---- EXTRACTED INFORMATION
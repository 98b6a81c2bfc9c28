use std::process::Command;

use eyre::{Context as _, ContextCompat as _};

#[test]
fn actions_catalog_is_machine_readable_and_unique() -> eyre::Result<()> {
    let exe = assert_cmd::cargo::cargo_bin!("skiff");

    let out = Command::new(exe)
        .args(["actions"])
        .output()
        .context("run skiff actions")?;
    assert!(
        out.status.success(),
        "actions exited non-zero: stderr={}",
        String::from_utf8_lossy(&out.stderr)
    );

    let v: serde_json::Value =
        serde_json::from_slice(&out.stdout).context("parse actions json")?;
    let actions = v
        .get("actions")
        .and_then(serde_json::Value::as_array)
        .context("catalog missing actions array")?;
    assert!(actions.len() >= 15, "catalog unexpectedly small");

    let mut names = std::collections::BTreeSet::new();
    for a in actions {
        let name = a
            .get("name")
            .and_then(serde_json::Value::as_str)
            .context("action missing name")?;
        assert!(!name.is_empty(), "empty action name");
        assert!(names.insert(name.to_owned()), "duplicate action: {name}");
        let schema_type = a
            .pointer("/inputSchema/type")
            .and_then(serde_json::Value::as_str);
        assert_eq!(schema_type, Some("object"), "{name} schema is not an object");
    }
    Ok(())
}

#[test]
fn doctor_json_reports_missing_env_without_failing() -> eyre::Result<()> {
    let exe = assert_cmd::cargo::cargo_bin!("skiff");

    let out = Command::new(exe)
        .env_remove("OPENAI_API_KEY")
        .env_remove("SKIFF_PRIVATE_KEY")
        .env_remove("SKIFF_MNEMONIC")
        .env_remove("SKIFF_RPC_URL")
        .env_remove("SKIFF_PAYMASTER_API_KEY")
        .env_remove("SKIFF_ANALYTICS_API_KEY")
        .env("SKIFF_CHAIN_ID", "43114")
        .args(["doctor", "--json"])
        .output()
        .context("run skiff doctor --json")?;

    assert!(
        out.status.success(),
        "doctor exited non-zero: status={:?}, stderr={}",
        out.status.code(),
        String::from_utf8_lossy(&out.stderr)
    );

    let v: serde_json::Value = serde_json::from_slice(&out.stdout).context("parse doctor json")?;
    assert_eq!(v.get("ok").and_then(serde_json::Value::as_bool), Some(true));
    assert_eq!(
        v.pointer("/chain/name").and_then(|x| x.as_str()),
        Some("avalanche")
    );
    assert_eq!(
        v.pointer("/env/OPENAI_API_KEY").and_then(|x| x.as_bool()),
        Some(false)
    );
    Ok(())
}

#[test]
fn chat_without_required_env_exits_nonzero_and_echoes_placeholders() -> eyre::Result<()> {
    let exe = assert_cmd::cargo::cargo_bin!("skiff");

    let out = Command::new(exe)
        .env_remove("OPENAI_API_KEY")
        .env_remove("SKIFF_PRIVATE_KEY")
        .env_remove("SKIFF_MNEMONIC")
        .env_remove("SKIFF_RPC_URL")
        .env_remove("SKIFF_PAYMASTER_API_KEY")
        .env_remove("SKIFF_ANALYTICS_API_KEY")
        .args(["chat"])
        .output()
        .context("run skiff chat")?;

    assert!(!out.status.success(), "chat must fail without configuration");
    let stderr = String::from_utf8_lossy(&out.stderr);
    assert!(
        stderr.contains("OPENAI_API_KEY=") && stderr.contains("SKIFF_RPC_URL="),
        "missing variables are echoed as placeholders, got: {stderr}"
    );
    Ok(())
}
--------
__WORK ORDER__
Output the full listing without altering anything.

__TASK ANSWER__
repository 98b6a81c2bfc9c28
use std::process::Command;

use eyre::{Context as _, ContextCompat as _};

#[test]
fn actions_catalog_is_machine_readable_and_unique() -> eyre::Result<()> {
    let exe = assert_cmd::cargo::cargo_bin!("skiff");

    let out = Command::new(exe)
        .args(["actions"])
        .output()
        .context("run skiff actions")?;
    assert!(
        out.status.success(),
        "actions exited non-zero: stderr={}",
        String::from_utf8_lossy(&out.stderr)
    );

    let v: serde_json::Value =
        serde_json::from_slice(&out.stdout).context("parse actions json")?;
    let actions = v
        .get("actions")
        .and_then(serde_json::Value::as_array)
        .context("catalog missing actions array")?;
    assert!(actions.len() >= 15, "catalog unexpectedly small");

    let mut names = std::collections::BTreeSet::new();
    for a in actions {
        let name = a
            .get("name")
            .and_then(serde_json::Value::as_str)
            .context("action missing name")?;
        assert!(!name.is_empty(), "empty action name");
        assert!(names.insert(name.to_owned()), "duplicate action: {name}");
        let schema_type = a
            .pointer("/inputSchema/type")
            .and_then(serde_json::Value::as_str);
        assert_eq!(schema_type, Some("object"), "{name} schema is not an object");
    }
    Ok(())
}

#[test]
fn doctor_json_reports_missing_env_without_failing() -> eyre::Result<()> {
    let exe = assert_cmd::cargo::cargo_bin!("skiff");

    let out = Command::new(exe)
        .env_remove("OPENAI_API_KEY")
        .env_remove("SKIFF_PRIVATE_KEY")
        .env_remove("SKIFF_MNEMONIC")
        .env_remove("SKIFF_RPC_URL")
        .env_remove("SKIFF_PAYMASTER_API_KEY")
        .env_remove("SKIFF_ANALYTICS_API_KEY")
        .env("SKIFF_CHAIN_ID", "43114")
        .args(["doctor", "--json"])
        .output()
        .context("run skiff doctor --json")?;

    assert!(
        out.status.success(),
        "doctor exited non-zero: status={:?}, stderr={}",
        out.status.code(),
        String::from_utf8_lossy(&out.stderr)
    );

    let v: serde_json::Value = serde_json::from_slice(&out.stdout).context("parse doctor json")?;
    assert_eq!(v.get("ok").and_then(serde_json::Value::as_bool), Some(true));
    assert_eq!(
        v.pointer("/chain/name").and_then(|x| x.as_str()),
        Some("avalanche")
    );
    assert_eq!(
        v.pointer("/env/OPENAI_API_KEY").and_then(|x| x.as_bool()),
        Some(false)
    );
    Ok(())
}

#[test]
fn chat_without_required_env_exits_nonzero_and_echoes_placeholders() -> eyre::Result<()> {
    let exe = assert_cmd::cargo::cargo_bin!("skiff");

    let out = Command::new(exe)
        .env_remove("OPENAI_API_KEY")
        .env_remove("SKIFF_PRIVATE_KEY")
        .env_remove("SKIFF_MNEMONIC")
        .env_remove("SKIFF_RPC_URL")
        .env_remove("SKIFF_PAYMASTER_API_KEY")
        .env_remove("SKIFF_ANALYTICS_API_KEY")
        .args(["chat"])
        .output()
        .context("run skiff chat")?;

    assert!(!out.status.success(), "chat must fail without configuration");
    let stderr = String::from_utf8_lossy(&out.stderr);
    assert!(
        stderr.contains("OPENAI_API_KEY=") && stderr.contains("SKIFF_RPC_URL="),
        "missing variables are echoed as placeholders, got: {stderr}"
    );
    Ok(())
}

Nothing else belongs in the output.